BEGIN

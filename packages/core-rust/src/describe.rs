//! Opt-in diagnostic fields for requests and responses.
//!
//! The logging decorator appends [`Describe::log_fields`] to its access line,
//! and the error-reporting decorator attaches [`Describe::report_fields`] to
//! outgoing reports. Messages that expose nothing keep the empty defaults.

use crate::messages::{
    LivenessRequest, LivenessResponse, ReadinessRequest, ReadinessResponse, SearchUserRequest,
    SearchUserResponse, UpdateUserRequest, UpdateUserResponse, VersionRequest, VersionResponse,
};

/// A named diagnostic value.
pub type Field = (&'static str, String);

pub trait Describe {
    /// Extra key/value pairs for the access log line.
    fn log_fields(&self) -> Vec<Field> {
        Vec::new()
    }

    /// Extra key/value pairs attached to error reports.
    fn report_fields(&self) -> Vec<Field> {
        Vec::new()
    }
}

impl Describe for SearchUserRequest {
    fn log_fields(&self) -> Vec<Field> {
        vec![("surname", self.surname.clone())]
    }

    fn report_fields(&self) -> Vec<Field> {
        self.log_fields()
    }
}

impl Describe for SearchUserResponse {
    fn log_fields(&self) -> Vec<Field> {
        vec![("found", self.data.len().to_string())]
    }
}

impl Describe for UpdateUserRequest {
    fn log_fields(&self) -> Vec<Field> {
        let mut fields = vec![("id", self.id.to_string())];
        if let Some(data) = &self.data {
            fields.push(("checkin", data.checkin.to_string()));
        }
        fields
    }

    // The pass value itself stays out of reports.
    fn report_fields(&self) -> Vec<Field> {
        let mut fields = self.log_fields();
        if let Some(data) = &self.data {
            fields.push(("has_covid_pass", (!data.covid_pass.is_empty()).to_string()));
        }
        fields
    }
}

impl Describe for UpdateUserResponse {}
impl Describe for LivenessRequest {}
impl Describe for LivenessResponse {}
impl Describe for ReadinessRequest {}
impl Describe for ReadinessResponse {}
impl Describe for VersionRequest {}
impl Describe for VersionResponse {}

#[cfg(test)]
mod tests {
    use super::*;
    use crate::messages::{UpdateData, UserRecord};

    #[test]
    fn search_request_exposes_surname() {
        let req = SearchUserRequest {
            surname: "smith".to_string(),
        };
        assert_eq!(req.log_fields(), vec![("surname", "smith".to_string())]);
    }

    #[test]
    fn search_response_exposes_count() {
        let resp = SearchUserResponse::found(vec![UserRecord::default(), UserRecord::default()]);
        assert_eq!(resp.log_fields(), vec![("found", "2".to_string())]);
        assert!(resp.report_fields().is_empty());
    }

    #[test]
    fn update_report_does_not_leak_pass_value() {
        let req = UpdateUserRequest {
            id: 5,
            data: Some(UpdateData {
                covid_pass: "SECRET".to_string(),
                checkin: true,
            }),
        };
        let report = req.report_fields();
        assert!(report.contains(&("has_covid_pass", "true".to_string())));
        assert!(report.iter().all(|(_, v)| v != "SECRET"));
    }

    #[test]
    fn probes_expose_nothing() {
        assert!(LivenessRequest {}.log_fields().is_empty());
        assert!(VersionResponse::default().report_fields().is_empty());
    }
}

END

## WHAT THE EXERCISE ASKS
Only the lines holding the string "UpdateUserRequest" are needed; copy each of them from the material above.

## RESPONSE
    SearchUserResponse, UpdateUserRequest, UpdateUserResponse, VersionRequest, VersionResponse,
impl Describe for UpdateUserRequest {
        let req = UpdateUserRequest {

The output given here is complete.